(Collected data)
────────────────────────────────────────

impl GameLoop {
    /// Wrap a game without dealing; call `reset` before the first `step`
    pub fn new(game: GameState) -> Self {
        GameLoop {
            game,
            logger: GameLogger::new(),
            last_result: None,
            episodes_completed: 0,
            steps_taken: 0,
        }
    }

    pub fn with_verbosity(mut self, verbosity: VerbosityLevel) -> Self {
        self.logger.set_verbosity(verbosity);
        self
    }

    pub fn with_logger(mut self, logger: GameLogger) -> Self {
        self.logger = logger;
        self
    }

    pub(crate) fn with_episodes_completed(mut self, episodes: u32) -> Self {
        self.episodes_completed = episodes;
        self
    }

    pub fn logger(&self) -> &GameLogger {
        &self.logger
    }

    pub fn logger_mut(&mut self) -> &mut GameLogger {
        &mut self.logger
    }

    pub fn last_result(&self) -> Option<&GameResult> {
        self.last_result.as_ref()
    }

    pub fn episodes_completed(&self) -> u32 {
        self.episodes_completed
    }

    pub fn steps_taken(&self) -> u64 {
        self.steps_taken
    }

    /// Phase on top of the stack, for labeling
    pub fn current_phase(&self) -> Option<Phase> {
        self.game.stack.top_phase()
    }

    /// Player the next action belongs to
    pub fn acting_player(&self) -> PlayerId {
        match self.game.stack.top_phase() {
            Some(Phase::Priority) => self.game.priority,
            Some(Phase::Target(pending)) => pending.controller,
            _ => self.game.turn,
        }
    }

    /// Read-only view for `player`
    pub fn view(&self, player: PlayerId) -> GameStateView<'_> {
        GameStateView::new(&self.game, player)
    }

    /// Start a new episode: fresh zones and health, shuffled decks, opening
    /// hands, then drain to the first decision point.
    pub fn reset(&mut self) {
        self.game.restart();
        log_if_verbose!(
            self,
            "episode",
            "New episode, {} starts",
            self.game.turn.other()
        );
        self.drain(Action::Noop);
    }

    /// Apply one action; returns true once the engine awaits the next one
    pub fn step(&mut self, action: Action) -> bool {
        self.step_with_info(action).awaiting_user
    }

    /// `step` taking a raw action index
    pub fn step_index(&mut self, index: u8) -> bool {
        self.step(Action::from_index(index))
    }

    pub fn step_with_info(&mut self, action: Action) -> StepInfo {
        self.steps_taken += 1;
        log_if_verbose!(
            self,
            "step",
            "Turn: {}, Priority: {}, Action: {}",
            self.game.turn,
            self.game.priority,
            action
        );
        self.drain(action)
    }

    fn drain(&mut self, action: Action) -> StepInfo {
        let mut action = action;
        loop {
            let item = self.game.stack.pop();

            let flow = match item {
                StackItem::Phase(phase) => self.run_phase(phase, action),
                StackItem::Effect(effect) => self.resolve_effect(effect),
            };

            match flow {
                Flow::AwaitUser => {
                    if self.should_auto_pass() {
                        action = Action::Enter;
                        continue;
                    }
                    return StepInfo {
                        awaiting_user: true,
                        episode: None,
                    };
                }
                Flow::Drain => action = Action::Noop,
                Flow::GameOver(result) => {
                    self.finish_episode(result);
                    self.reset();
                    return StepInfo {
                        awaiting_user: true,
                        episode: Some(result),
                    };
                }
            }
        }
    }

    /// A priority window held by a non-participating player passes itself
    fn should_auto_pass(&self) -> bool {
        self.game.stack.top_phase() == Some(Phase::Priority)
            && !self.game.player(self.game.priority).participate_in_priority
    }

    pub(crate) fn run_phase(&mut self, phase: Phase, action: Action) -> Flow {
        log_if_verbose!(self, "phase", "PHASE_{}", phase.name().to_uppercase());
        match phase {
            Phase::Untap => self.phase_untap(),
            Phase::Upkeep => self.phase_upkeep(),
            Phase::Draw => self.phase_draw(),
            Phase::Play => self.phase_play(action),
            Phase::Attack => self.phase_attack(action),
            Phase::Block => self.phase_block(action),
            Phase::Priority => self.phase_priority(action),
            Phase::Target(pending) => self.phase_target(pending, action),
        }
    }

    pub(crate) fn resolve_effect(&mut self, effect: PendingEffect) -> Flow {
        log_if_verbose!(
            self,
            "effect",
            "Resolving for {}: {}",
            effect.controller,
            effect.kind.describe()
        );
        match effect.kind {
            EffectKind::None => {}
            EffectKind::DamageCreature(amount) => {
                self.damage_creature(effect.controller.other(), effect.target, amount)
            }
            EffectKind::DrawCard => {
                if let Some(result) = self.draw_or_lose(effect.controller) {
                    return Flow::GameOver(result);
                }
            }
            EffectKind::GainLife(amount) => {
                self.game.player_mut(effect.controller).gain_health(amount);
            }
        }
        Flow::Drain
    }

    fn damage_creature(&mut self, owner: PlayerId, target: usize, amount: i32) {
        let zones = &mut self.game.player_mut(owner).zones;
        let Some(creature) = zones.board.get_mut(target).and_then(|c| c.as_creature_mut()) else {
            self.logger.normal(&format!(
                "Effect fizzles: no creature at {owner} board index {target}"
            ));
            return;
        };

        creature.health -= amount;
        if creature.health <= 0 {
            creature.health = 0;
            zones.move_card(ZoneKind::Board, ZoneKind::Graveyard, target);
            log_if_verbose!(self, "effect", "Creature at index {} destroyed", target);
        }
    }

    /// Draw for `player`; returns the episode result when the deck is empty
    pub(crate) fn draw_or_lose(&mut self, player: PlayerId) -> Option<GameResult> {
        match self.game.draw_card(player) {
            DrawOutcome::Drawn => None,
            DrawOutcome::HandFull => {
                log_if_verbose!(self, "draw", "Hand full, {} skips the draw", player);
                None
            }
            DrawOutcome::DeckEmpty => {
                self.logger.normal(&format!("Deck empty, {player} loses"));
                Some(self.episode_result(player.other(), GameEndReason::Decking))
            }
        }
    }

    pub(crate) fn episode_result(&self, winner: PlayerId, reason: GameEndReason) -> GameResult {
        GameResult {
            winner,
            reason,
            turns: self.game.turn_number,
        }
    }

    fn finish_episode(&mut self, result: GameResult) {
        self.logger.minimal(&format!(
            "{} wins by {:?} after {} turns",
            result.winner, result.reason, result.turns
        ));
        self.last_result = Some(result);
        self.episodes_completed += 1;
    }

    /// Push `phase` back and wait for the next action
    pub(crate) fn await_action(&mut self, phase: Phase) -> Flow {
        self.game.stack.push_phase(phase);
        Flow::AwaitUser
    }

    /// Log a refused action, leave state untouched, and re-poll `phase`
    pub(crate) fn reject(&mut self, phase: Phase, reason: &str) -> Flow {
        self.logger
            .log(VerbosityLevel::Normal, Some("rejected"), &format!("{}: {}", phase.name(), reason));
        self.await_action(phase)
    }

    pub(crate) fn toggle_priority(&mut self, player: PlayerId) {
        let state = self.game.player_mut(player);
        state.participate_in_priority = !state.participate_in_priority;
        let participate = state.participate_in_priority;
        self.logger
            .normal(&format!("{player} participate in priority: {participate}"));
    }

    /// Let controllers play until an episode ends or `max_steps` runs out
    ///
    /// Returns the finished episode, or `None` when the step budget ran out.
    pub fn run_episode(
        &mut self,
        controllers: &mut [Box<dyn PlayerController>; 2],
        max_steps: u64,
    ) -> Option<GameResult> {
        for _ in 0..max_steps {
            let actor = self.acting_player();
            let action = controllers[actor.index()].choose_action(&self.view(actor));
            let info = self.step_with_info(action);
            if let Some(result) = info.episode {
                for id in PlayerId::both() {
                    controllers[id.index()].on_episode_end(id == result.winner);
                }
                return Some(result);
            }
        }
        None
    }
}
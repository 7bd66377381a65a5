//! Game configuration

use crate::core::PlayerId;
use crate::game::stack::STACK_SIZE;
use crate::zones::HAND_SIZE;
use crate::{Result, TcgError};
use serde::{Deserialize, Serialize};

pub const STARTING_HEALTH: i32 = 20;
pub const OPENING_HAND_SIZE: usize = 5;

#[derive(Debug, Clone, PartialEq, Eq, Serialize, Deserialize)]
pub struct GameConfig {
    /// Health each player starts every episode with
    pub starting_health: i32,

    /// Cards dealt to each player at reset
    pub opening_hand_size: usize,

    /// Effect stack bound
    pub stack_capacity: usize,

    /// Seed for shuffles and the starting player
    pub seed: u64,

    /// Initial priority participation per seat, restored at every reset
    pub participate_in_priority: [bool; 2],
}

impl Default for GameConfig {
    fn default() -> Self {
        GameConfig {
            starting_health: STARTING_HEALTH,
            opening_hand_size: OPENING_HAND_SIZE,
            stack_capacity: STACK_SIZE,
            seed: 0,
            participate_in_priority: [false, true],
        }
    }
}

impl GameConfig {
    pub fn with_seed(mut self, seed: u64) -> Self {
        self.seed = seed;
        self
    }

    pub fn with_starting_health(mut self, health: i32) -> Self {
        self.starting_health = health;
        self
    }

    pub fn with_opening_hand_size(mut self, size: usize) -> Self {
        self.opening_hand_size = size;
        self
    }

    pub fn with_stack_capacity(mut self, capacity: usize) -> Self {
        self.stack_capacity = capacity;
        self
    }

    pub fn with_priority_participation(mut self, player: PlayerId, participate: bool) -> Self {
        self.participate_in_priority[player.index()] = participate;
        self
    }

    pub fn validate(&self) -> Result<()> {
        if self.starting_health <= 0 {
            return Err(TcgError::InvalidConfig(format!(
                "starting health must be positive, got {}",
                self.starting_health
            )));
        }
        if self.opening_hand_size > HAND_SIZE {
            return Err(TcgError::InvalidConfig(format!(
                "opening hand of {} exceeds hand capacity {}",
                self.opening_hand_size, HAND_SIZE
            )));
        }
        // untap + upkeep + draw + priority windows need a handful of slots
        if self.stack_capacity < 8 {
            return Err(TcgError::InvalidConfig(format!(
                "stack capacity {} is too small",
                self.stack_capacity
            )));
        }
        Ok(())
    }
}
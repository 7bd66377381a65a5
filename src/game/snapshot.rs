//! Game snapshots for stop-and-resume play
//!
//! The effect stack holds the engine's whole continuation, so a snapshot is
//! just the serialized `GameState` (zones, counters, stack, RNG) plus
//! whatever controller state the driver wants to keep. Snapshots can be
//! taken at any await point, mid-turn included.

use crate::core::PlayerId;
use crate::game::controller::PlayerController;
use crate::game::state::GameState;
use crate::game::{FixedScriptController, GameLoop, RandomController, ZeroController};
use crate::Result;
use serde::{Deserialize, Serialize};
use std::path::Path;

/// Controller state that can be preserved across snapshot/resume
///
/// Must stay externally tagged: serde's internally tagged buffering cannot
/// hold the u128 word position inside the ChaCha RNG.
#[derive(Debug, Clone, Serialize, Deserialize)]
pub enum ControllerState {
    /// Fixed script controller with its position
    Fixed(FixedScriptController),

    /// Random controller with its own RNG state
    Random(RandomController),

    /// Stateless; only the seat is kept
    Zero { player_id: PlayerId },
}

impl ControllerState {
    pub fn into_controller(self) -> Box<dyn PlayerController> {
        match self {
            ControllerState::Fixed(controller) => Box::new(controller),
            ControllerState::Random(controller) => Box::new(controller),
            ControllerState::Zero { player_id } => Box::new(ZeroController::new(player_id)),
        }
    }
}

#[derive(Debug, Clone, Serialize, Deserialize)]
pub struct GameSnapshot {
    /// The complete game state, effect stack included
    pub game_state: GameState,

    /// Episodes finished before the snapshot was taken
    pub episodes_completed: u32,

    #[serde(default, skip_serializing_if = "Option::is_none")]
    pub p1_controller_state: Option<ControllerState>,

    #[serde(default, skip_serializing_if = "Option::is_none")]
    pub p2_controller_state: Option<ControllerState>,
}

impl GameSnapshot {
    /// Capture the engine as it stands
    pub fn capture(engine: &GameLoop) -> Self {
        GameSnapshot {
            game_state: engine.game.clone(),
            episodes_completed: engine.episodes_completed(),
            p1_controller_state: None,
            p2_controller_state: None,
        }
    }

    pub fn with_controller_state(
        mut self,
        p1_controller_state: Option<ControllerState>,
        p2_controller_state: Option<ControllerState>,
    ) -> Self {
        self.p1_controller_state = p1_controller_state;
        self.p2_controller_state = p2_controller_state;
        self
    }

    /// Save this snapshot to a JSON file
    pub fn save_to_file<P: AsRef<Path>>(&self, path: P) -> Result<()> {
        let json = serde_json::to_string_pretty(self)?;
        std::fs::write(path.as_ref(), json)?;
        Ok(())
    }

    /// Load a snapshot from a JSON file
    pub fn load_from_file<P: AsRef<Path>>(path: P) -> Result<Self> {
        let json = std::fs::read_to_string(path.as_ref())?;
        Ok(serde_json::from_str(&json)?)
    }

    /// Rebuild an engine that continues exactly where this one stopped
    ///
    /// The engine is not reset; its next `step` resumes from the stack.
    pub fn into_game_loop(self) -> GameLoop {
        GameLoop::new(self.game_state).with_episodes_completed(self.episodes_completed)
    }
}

────────────────────────────────────────

Please transcribe only the lines in the records above running from the line that has "pub fn with_starting_health(mut" through the line that has "self.opening_hand_size, HAND_SIZE", both included, exactly as they appear.

## EXERCISE OUTPUT
    pub fn with_starting_health(mut self, health: i32) -> Self {
        self.starting_health = health;
        self
    }

    pub fn with_opening_hand_size(mut self, size: usize) -> Self {
        self.opening_hand_size = size;
        self
    }

    pub fn with_stack_capacity(mut self, capacity: usize) -> Self {
        self.stack_capacity = capacity;
        self
    }

    pub fn with_priority_participation(mut self, player: PlayerId, participate: bool) -> Self {
        self.participate_in_priority[player.index()] = participate;
        self
    }

    pub fn validate(&self) -> Result<()> {
        if self.starting_health <= 0 {
            return Err(TcgError::InvalidConfig(format!(
                "starting health must be positive, got {}",
                self.starting_health
            )));
        }
        if self.opening_hand_size > HAND_SIZE {
            return Err(TcgError::InvalidConfig(format!(
                "opening hand of {} exceeds hand capacity {}",
                self.opening_hand_size, HAND_SIZE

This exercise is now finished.